About this exercise:
Reproduce the top of the data verbatim, through and including the line that contains "its download URL.".

Stored data entries:
--------
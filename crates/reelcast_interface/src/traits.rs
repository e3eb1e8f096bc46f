//! Trait definitions for the external services the pipeline drives.

use crate::{
    EncodeJob, ImageRequest, PostReceipt, PostRequest, PresignedUpload, TextRequest,
    TextResponse, VideoProbe, VideoRequest, VideoStatus,
};
use async_trait::async_trait;
use bytes::Bytes;
use reelcast_error::ReelcastResult;
use std::path::Path;

/// A chat-style text generation backend.
#[async_trait]
pub trait TextGenerator: Send + Sync {
    /// Generate a completion for a system + user prompt pair.
    async fn generate(&self, req: &TextRequest) -> ReelcastResult<TextResponse>;

    /// Provider name (e.g., "xai").
    fn provider_name(&self) -> &'static str;

    /// Preferred model identifier.
    fn model_name(&self) -> &str;
}

/// A media generation backend with asynchronous video jobs.
#[async_trait]
pub trait MediaGenerator: Send + Sync {
    /// Submit a video job and return its request id.
    async fn submit_video(&self, req: &VideoRequest) -> ReelcastResult<String>;

    /// Check a video job once.
    async fn poll_video(&self, request_id: &str) -> ReelcastResult<VideoStatus>;

    /// Generate an image and return its download URL.
    async fn generate_image(&self, req: &ImageRequest) -> ReelcastResult<String>;

    /// Download a generated asset.
    async fn download(&self, url: &str) -> ReelcastResult<Bytes>;
}

/// External audio/video encoder.
#[async_trait]
pub trait MediaEncoder: Send + Sync {
    /// Read frame size, audio presence and duration of a video.
    async fn probe(&self, path: &Path) -> ReelcastResult<VideoProbe>;

    /// Run one encoding job to completion.
    async fn encode(&self, job: &EncodeJob) -> ReelcastResult<()>;

    /// Whether the encoder binaries are installed.
    async fn is_available(&self) -> bool;
}

/// A social publishing API.
#[async_trait]
pub trait PublishingApi: Send + Sync {
    /// Reserve an upload slot for a media file.
    async fn presign(&self, filename: &str, content_type: &str)
    -> ReelcastResult<PresignedUpload>;

    /// Upload media bytes to a presigned URL.
    async fn upload(&self, upload_url: &str, content_type: &str, body: Bytes)
    -> ReelcastResult<()>;

    /// Create a post that publishes immediately.
    async fn create_post(&self, post: &PostRequest) -> ReelcastResult<PostReceipt>;
}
--------
Answer area:
filename crates/reelcast_interface/src/traits.rs
repository e3eb1e8f096bc46f
//! Trait definitions for the external services the pipeline drives.

use crate::{
    EncodeJob, ImageRequest, PostReceipt, PostRequest, PresignedUpload, TextRequest,
    TextResponse, VideoProbe, VideoRequest, VideoStatus,
};
use async_trait::async_trait;
use bytes::Bytes;
use reelcast_error::ReelcastResult;
use std::path::Path;

/// A chat-style text generation backend.
#[async_trait]
pub trait TextGenerator: Send + Sync {
    /// Generate a completion for a system + user prompt pair.
    async fn generate(&self, req: &TextRequest) -> ReelcastResult<TextResponse>;

    /// Provider name (e.g., "xai").
    fn provider_name(&self) -> &'static str;

    /// Preferred model identifier.
    fn model_name(&self) -> &str;
}

/// A media generation backend with asynchronous video jobs.
#[async_trait]
pub trait MediaGenerator: Send + Sync {
    /// Submit a video job and return its request id.
    async fn submit_video(&self, req: &VideoRequest) -> ReelcastResult<String>;

    /// Check a video job once.
    async fn poll_video(&self, request_id: &str) -> ReelcastResult<VideoStatus>;

    /// Generate an image and return its download URL.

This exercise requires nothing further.